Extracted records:
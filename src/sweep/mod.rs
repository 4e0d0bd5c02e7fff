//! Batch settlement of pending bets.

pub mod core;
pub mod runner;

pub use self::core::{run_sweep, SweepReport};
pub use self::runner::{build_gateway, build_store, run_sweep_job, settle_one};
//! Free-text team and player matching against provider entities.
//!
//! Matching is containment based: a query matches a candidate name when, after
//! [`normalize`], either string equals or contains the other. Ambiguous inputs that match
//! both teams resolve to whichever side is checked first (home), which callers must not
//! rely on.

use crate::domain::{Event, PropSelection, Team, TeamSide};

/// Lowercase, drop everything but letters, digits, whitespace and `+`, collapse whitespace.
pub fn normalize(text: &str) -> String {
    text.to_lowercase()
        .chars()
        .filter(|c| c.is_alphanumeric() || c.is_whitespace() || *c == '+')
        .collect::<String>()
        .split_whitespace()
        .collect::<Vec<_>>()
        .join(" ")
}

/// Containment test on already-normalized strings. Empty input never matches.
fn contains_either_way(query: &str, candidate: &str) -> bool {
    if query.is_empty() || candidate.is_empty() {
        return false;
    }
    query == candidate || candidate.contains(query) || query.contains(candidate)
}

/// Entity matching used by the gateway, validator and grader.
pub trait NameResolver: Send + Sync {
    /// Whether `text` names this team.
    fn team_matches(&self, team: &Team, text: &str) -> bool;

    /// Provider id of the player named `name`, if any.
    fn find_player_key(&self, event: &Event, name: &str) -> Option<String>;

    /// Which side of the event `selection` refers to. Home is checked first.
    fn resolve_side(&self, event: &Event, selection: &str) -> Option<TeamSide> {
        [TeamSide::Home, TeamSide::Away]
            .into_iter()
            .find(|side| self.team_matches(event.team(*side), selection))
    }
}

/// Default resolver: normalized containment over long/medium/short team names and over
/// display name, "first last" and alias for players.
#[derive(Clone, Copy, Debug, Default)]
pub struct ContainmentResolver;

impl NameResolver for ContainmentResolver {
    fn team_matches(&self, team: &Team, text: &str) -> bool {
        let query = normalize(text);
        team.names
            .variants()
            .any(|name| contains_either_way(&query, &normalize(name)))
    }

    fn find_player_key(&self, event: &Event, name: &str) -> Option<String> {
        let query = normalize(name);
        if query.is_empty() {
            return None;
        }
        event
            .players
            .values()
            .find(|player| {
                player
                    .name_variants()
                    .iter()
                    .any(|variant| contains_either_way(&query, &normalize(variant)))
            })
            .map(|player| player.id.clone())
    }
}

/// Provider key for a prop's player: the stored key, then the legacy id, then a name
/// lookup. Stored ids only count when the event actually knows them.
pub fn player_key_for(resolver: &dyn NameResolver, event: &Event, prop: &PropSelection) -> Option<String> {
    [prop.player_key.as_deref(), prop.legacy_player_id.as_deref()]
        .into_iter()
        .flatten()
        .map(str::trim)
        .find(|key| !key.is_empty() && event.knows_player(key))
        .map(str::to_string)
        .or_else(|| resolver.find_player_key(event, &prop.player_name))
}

ABOUT THIS TASK.
Output each line of the records above exactly, beginning at the first, and stop once the line containing "inputs that match" has been output.

ANSWER BELOW.
filename src/sweep/mod.rs
repository 4e0d0bd5c02e7fff
//! Batch settlement of pending bets.

pub mod core;
pub mod runner;

pub use self::core::{run_sweep, SweepReport};
pub use self::runner::{build_gateway, build_store, run_sweep_job, settle_one};
//! Free-text team and player matching against provider entities.
//!
//! Matching is containment based: a query matches a candidate name when, after
//! [`normalize`], either string equals or contains the other. Ambiguous inputs that match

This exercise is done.